Different medical procedures, like coronary artery bypass or percutaneous coronary intervention, can treat the underlying causes of heart failure. Some people may get an implantable device to aid the heart, while others may need a transplant.

Heart failure means your heart no longer supplies the tissues in your body with adequate amounts of blood and oxygen. Depending on the underlying cause, heart function can sometimes improve with medications, lifestyle changes, noninvasive procedures, or surgery.

Surgery for heart failure includes more than one option. The recommended type of surgery depends on the cause and the individual’s needs. For example, valve repair or replacement may restore proper heart function for some people with valve disease, but it may not be an option for others.

The following are the most common procedures when someone has heart failure.

Percutaneous coronary intervention, formerly called angioplasty with stent, is a minimally invasive procedure that restores blood flow to the heart by unblocking a coronary artery. Coronary arteries supply the heart with oxygen-rich blood.

The term “percutaneous” means through the skin, so it refers to a surgeon reaching your heart or arteries by puncturing the skin rather than cutting an area open.

During a percutaneous coronary intervention, a surgeon inserts a thin, flexible tube (catheter) into an affected blood vessel. They use the catheter to place a mesh stent or balloon that opens the blocked artery and keeps the blood flowing to the heart.

The catheter can be inserted into a blood vessel in your groin and wrist.

An artery blockage is often caused by coronary artery disease resulting from plaque buildup inside your blood vessels. When the plaque ruptures from the artery walls, it may cause a blood clot. A clot may partially or completely block blood flow to the heart.

Coronary artery disease is the most common cause of heart failure. The outcome for people with heart failure who receive this procedure often improves compared to those treated with medications alone. Percutaneous coronary intervention has a small risk of damage to your heart’s blood vessels.

A catheter ablation, or radiofrequency ablation, also involves a small and flexible catheter inserted in one of your blood vessels until it reaches your heart. The catheter first explores your heart’s electrical signals to determine the cause of an abnormal heart rhythm (arrhythmia). The doctor then uses radiofrequency energy through the catheter to destroy the tissue causing the problem.

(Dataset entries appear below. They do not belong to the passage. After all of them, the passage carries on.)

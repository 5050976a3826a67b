//! Property query engine
//!
//! Filters the read-only collection by suburb and price bounds, slices out
//! one page, and optionally annotates the page with the geocoded search
//! origin. The origin never influences which records come back.

use crate::geocoding::Coordinates;
use crate::property::{normalise_suburb, Property};
use crate::repository::PropertyRepository;
use crate::{PropsearchError, Result};
use serde::{Deserialize, Serialize};
use std::sync::Arc;

/// Records per page unless configured otherwise
pub const DEFAULT_PAGE_SIZE: usize = 20;

/// Radius reported alongside a geocoded search origin
pub const LOCATION_CONTEXT_RADIUS_METERS: u32 = 100;

/// Validated constraints for one search
#[derive(Debug, Clone, PartialEq)]
pub struct FilterCriteria {
    /// Suburb to match exactly, ignoring case and surrounding whitespace
    pub suburb: Option<String>,
    /// Inclusive lower price bound
    pub min_price: Option<f64>,
    /// Inclusive upper price bound
    pub max_price: Option<f64>,
    /// 1-indexed page number
    pub page: u64,
    /// Geocoded origin; annotates the response only
    pub coordinates: Option<Coordinates>,
}

impl Default for FilterCriteria {
    fn default() -> Self {
        Self {
            suburb: None,
            min_price: None,
            max_price: None,
            page: 1,
            coordinates: None,
        }
    }
}

impl FilterCriteria {
    /// Whether a record satisfies every filter
    pub fn matches(&self, property: &Property) -> bool {
        if let Some(ref suburb) = self.suburb {
            if normalise_suburb(&property.suburb) != normalise_suburb(suburb) {
                return false;
            }
        }

        if let Some(min) = self.min_price {
            if property.price_value() < min {
                return false;
            }
        }

        if let Some(max) = self.max_price {
            if property.price_value() > max {
                return false;
            }
        }

        true
    }
}

/// Pagination metadata for a search page
#[derive(Debug, Clone, Copy, PartialEq, Eq, Serialize, Deserialize)]
#[serde(rename_all = "camelCase")]
pub struct Pagination {
    /// Requested page, echoed even when it lies past the last match
    pub page: u64,
    pub page_size: usize,
    /// Matches after filtering, before slicing
    pub total: usize,
}

/// Geocoded origin attached to a search response
#[derive(Debug, Clone, Copy, PartialEq, Serialize, Deserialize)]
#[serde(rename_all = "camelCase")]
pub struct LocationContext {
    pub search_origin: Coordinates,
    pub radius_meters: u32,
}

impl LocationContext {
    pub fn new(search_origin: Coordinates) -> Self {
        Self {
            search_origin,
            radius_meters: LOCATION_CONTEXT_RADIUS_METERS,
        }
    }
}

/// One page of search results borrowed from the repository
#[derive(Debug, Clone)]
pub struct SearchPage<'a> {
    pub properties: Vec<&'a Property>,
    pub pagination: Pagination,
    pub location_context: Option<LocationContext>,
}

/// Search and lookup over an injected repository
#[derive(Clone)]
pub struct PropertyQueryEngine {
    repository: Arc<dyn PropertyRepository>,
    page_size: usize,
}

impl PropertyQueryEngine {
    /// Create an engine with the default page size
    pub fn new(repository: Arc<dyn PropertyRepository>) -> Self {
        Self {
            repository,
            page_size: DEFAULT_PAGE_SIZE,
        }
    }

    /// Override the page size; values below 1 are raised to 1
    pub fn with_page_size(mut self, page_size: usize) -> Self {
        self.page_size = page_size.max(1);
        self
    }

    pub fn page_size(&self) -> usize {
        self.page_size
    }

    pub fn repository(&self) -> &dyn PropertyRepository {
        self.repository.as_ref()
    }

    /// Filter, paginate and annotate
    ///
    /// A page past the end of the matches yields an empty slice with the
    /// usual metadata rather than an error.
    pub fn search(&self, criteria: &FilterCriteria) -> SearchPage<'_> {
        let matches: Vec<&Property> = self
            .repository
            .all()
            .iter()
            .filter(|property| criteria.matches(property))
            .collect();

        let total = matches.len();
        let start = usize::try_from(criteria.page.saturating_sub(1))
            .unwrap_or(usize::MAX)
            .saturating_mul(self.page_size);

        let properties = if start >= total {
            Vec::new()
        } else {
            let end = start.saturating_add(self.page_size).min(total);
            matches[start..end].to_vec()
        };

        tracing::debug!(
            "Search matched {} properties, returning {} for page {}",
            total,
            properties.len(),
            criteria.page
        );

        SearchPage {
            properties,
            pagination: Pagination {
                page: criteria.page,
                page_size: self.page_size,
                total,
            },
            location_context: criteria.coordinates.map(LocationContext::new),
        }
    }

    /// Exact identifier lookup
    pub fn get_by_id(&self, id: &str) -> Result<&Property> {
        self.repository
            .find_by_id(id)
            .ok_or_else(|| PropsearchError::not_found(format!("property {}", id)))
    }
}

impl std::fmt::Debug for PropertyQueryEngine {
    fn fmt(&self, f: &mut std::fmt::Formatter<'_>) -> std::fmt::Result {
        f.debug_struct("PropertyQueryEngine")
            .field("properties", &self.repository.len())
            .field("page_size", &self.page_size)
            .finish()
    }
}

A doctor may recommend catheter ablation if you have an arrhythmia such as atrial fibrillation, which is often associated with a higher risk of heart failure.

A 2023 study found that patients who received medications and underwent catheter ablation to treat end stage heart failure had better outcomes than those treated alone.

A doctor may recommend one of several implantable medical devices depending on the stage of heart failure or arrhythmia. These devices can help your heart pump blood and contract in a proper rhythm. They may include biventricular pacemakers to help the heart chambers beat in a synchronized manner and implantable cardioverter-defibrillators to prevent sudden cardiac death in people with higher risk.

Implantable medical devices can be lifesaving but are generally recommended in particular situations. For example, they may be used in people with life threatening ventricular arrhythmia, which may occur in people at an increased risk of heart failure.

Your heart has four valves that help control blood movement through its chambers. Problems with these valves can lead to increased pressure and heart failure.

Depending on the severity, a heart valve can be repaired or replaced surgically. These surgeries used to be open heart procedures but can now, in many cases, be performed with minimally invasive techniques.

Valve surgeries usually have a high success rate. A 2024 study involving people with valve replacement surgeries reported that, among 132 of them, 96.3% who received bicuspid valve replacement and 97.2% who received a tricuspid valve replacement had survived 4 years later.

A coronary bypass involves taking a blood vessel from somewhere in your body and using it to create a new pathway to your heart when a coronary artery is blocked.

The procedure often significantly improves heart failure symptoms and increases the chance of survival. However, lifestyle changes are crucial to recovery, or the new graft can become blocked over time.

A heart transplant involves replacing your heart with one from a donor. Transplants are usually reserved for people with heart failure that doesn’t respond to medications and other surgeries.

Candidates for heart transplants are selected under strict criteria because there are only a limited number of donor hearts available.

After a heart transplant, you’ll need to take immunosuppressants to reduce the risk of your body rejecting the new heart.

About half of people who receive a heart transplant have a survival rate of at least 12 to 13 years.

Many types of surgery and procedures are used to treat heart failure.

Surgery may improve heart function depending on the underlying cause of heart failure. Some surgeries may reduce the progression of heart failure, relieve some symptoms, and extend your life.